Bell N D, Gavras J N, Donnell C A, Rodning C B
Department of Pathology, University of South Alabama College of Medicine and Medical Center, Mobile 36617, USA.
South Med J. 1998 Nov;91(11):1050-3. doi: 10.1097/00007611-199811000-00012.

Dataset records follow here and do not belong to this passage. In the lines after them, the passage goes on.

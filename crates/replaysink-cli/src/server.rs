//! HTTP server for health and metrics endpoints.

use axum::{extract::State, http::StatusCode, response::IntoResponse, routing::get, Json, Router};
use replaysink_core::health::{ComponentStatus, HealthCheck, HealthStatus};
use replaysink_core::metrics::IngestionMetrics;
use serde::Serialize;
use std::collections::HashMap;
use std::net::SocketAddr;
use std::sync::Arc;
use tokio::sync::broadcast;
use tracing::{error, info};

/// Shared state for HTTP endpoints.
pub struct ServerState {
    pub health: Arc<HealthCheck>,
    pub metrics: Arc<IngestionMetrics>,
}

/// Health response structure.
#[derive(Debug, Serialize)]
pub struct HealthResponse {
    pub status: String,
    pub uptime_seconds: u64,
    pub components: HashMap<String, ComponentStatusResponse>,
}

/// Component status response.
#[derive(Debug, Serialize)]
pub struct ComponentStatusResponse {
    pub status: String,
    #[serde(skip_serializing_if = "Option::is_none")]
    pub message: Option<String>,
}

impl From<&ComponentStatus> for ComponentStatusResponse {
    fn from(status: &ComponentStatus) -> Self {
        ComponentStatusResponse {
            status: status.as_str().to_string(),
            message: status.message().map(String::from),
        }
    }
}

fn health_router(state: Arc<ServerState>) -> Router {
    Router::new()
        .route("/health", get(health_handler))
        .route("/healthz", get(healthz_handler))
        .route("/readyz", get(readyz_handler))
        .with_state(state)
}

fn metrics_router(state: Arc<ServerState>) -> Router {
    Router::new()
        .route("/metrics", get(metrics_handler))
        .with_state(state)
}

/// Start the HTTP server for health and metrics.
pub async fn start_server(
    state: Arc<ServerState>,
    health_port: u16,
    metrics_port: u16,
    mut shutdown_rx: broadcast::Receiver<()>,
) {
    let health_addr = SocketAddr::from(([0, 0, 0, 0], health_port));
    let health_listener = match tokio::net::TcpListener::bind(health_addr).await {
        Ok(listener) => listener,
        Err(e) => {
            error!(error = %e, port = health_port, "Failed to bind health server");
            return;
        }
    };
    info!(port = health_port, "Health server started");

    let metrics_addr = SocketAddr::from(([0, 0, 0, 0], metrics_port));
    let metrics_listener = match tokio::net::TcpListener::bind(metrics_addr).await {
        Ok(listener) => listener,
        Err(e) => {
            error!(error = %e, port = metrics_port, "Failed to bind metrics server");
            return;
        }
    };
    info!(port = metrics_port, "Metrics server started");

    let health_server = async {
        axum::serve(health_listener, health_router(Arc::clone(&state)))
            .await
            .map_err(|e| error!(error = %e, "Health server error"))
    };

    let metrics_server = async {
        axum::serve(metrics_listener, metrics_router(Arc::clone(&state)))
            .await
            .map_err(|e| error!(error = %e, "Metrics server error"))
    };

    tokio::select! {
        _ = health_server => {}
        _ = metrics_server => {}
        _ = shutdown_rx.recv() => {
            info!("HTTP servers shutting down");
        }
    }
}

fn health_response(health: &HealthCheck) -> (StatusCode, HealthResponse) {
    let overall = health.overall_status();

    let components = health
        .get_all_statuses()
        .iter()
        .map(|(k, v)| (k.clone(), ComponentStatusResponse::from(v)))
        .collect();

    let status_code = match overall {
        HealthStatus::Healthy | HealthStatus::Degraded => StatusCode::OK,
        HealthStatus::Unhealthy => StatusCode::SERVICE_UNAVAILABLE,
    };

    (
        status_code,
        HealthResponse {
            status: overall.as_str().to_string(),
            uptime_seconds: health.uptime().as_secs(),
            components,
        },
    )
}

/// Health endpoint handler.
async fn health_handler(State(state): State<Arc<ServerState>>) -> impl IntoResponse {
    let (status_code, response) = health_response(&state.health);
    (status_code, Json(response))
}

/// Kubernetes liveness probe handler.
async fn healthz_handler(State(state): State<Arc<ServerState>>) -> impl IntoResponse {
    if state.health.overall_status() != HealthStatus::Unhealthy {
        StatusCode::OK
    } else {
        StatusCode::SERVICE_UNAVAILABLE
    }
}

/// Kubernetes readiness probe handler.
async fn readyz_handler(State(state): State<Arc<ServerState>>) -> impl IntoResponse {
    if state.health.is_ready() {
        StatusCode::OK
    } else {
        StatusCode::SERVICE_UNAVAILABLE
    }
}

/// Prometheus metrics endpoint handler.
async fn metrics_handler(State(state): State<Arc<ServerState>>) -> impl IntoResponse {
    (
        StatusCode::OK,
        [(
            axum::http::header::CONTENT_TYPE,
            "text/plain; version=0.0.4; charset=utf-8",
        )],
        state.metrics.export_prometheus_text(),
    )
}
//! The contract every scoped singleton implements.
//!
//! All hooks have no-op defaults, so plain data types only need an empty
//! `impl Singleton for MyType {}`.

use crate::{BoxError, Scope};

/// A value stored at most once per key in a [`Scope`].
///
/// Instances are handed out as `Arc<Self>`, so every hook takes `&self`; types that
/// release resources in [`destroy`](Singleton::destroy) need interior mutability.
pub trait Singleton: Send + Sync + 'static {
    /// Called once, right after the instance was stored in `scope`.
    ///
    /// The instance is already visible to other callers when this runs. If the scope
    /// started ending while the factory ran, `scope` is already destruction-pending: the
    /// hook may still resolve peers, and the instance is destroyed with them.
    fn on_after_instantiation(&self, _scope: &Scope) {}

    /// Called for every singleton of a scope, newest first, before any of them is
    /// destroyed. Peers are still alive at this point.
    fn on_before_destroy(&self, _scope: &Scope) {}

    /// Releases whatever the singleton holds. Called exactly once when its scope ends.
    ///
    /// Errors and panics are caught, reported with the scope's other failures, and never
    /// stop the remaining singletons from being destroyed.
    fn destroy(&self) -> Result<(), BoxError> {
        Ok(())
    }
}

/// Default store key for `T`: its fully qualified type name.
pub fn key_of<T: ?Sized + 'static>() -> &'static str {
    std::any::type_name::<T>()
}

A previously healthy 37-year-old man had evaluation of abdominal pain, which had persisted after abrupt onset with fever and hematuria. Although the fever and hematuria had spontaneously resolved after 1 week, the abdominal pain had worsened over a 4-month period. Predicated upon computed tomography and with a presumed diagnosis of renal cell adenocarcinoma, left radical nephrectomy was done. Histopathologic analysis was negative for malignancy but compatible with inflammatory pseudotumor of the urogenital tract--a pathologic entity that is common in the urinary bladder and prostate gland but is rarely diagnosed in the kidney.
一名37岁既往健康的男性因腹痛接受评估,腹痛在突然发作并伴有发热和血尿后持续存在。尽管发热和血尿在1周后自行缓解,但腹痛在4个月内逐渐加重。基于计算机断层扫描结果并推测诊断为肾细胞腺癌,遂行左肾根治性切除术。组织病理学分析显示无恶性肿瘤,但与泌尿生殖道炎性假瘤相符——这是一种在膀胱和前列腺中常见但在肾脏中很少被诊断出的病理实体。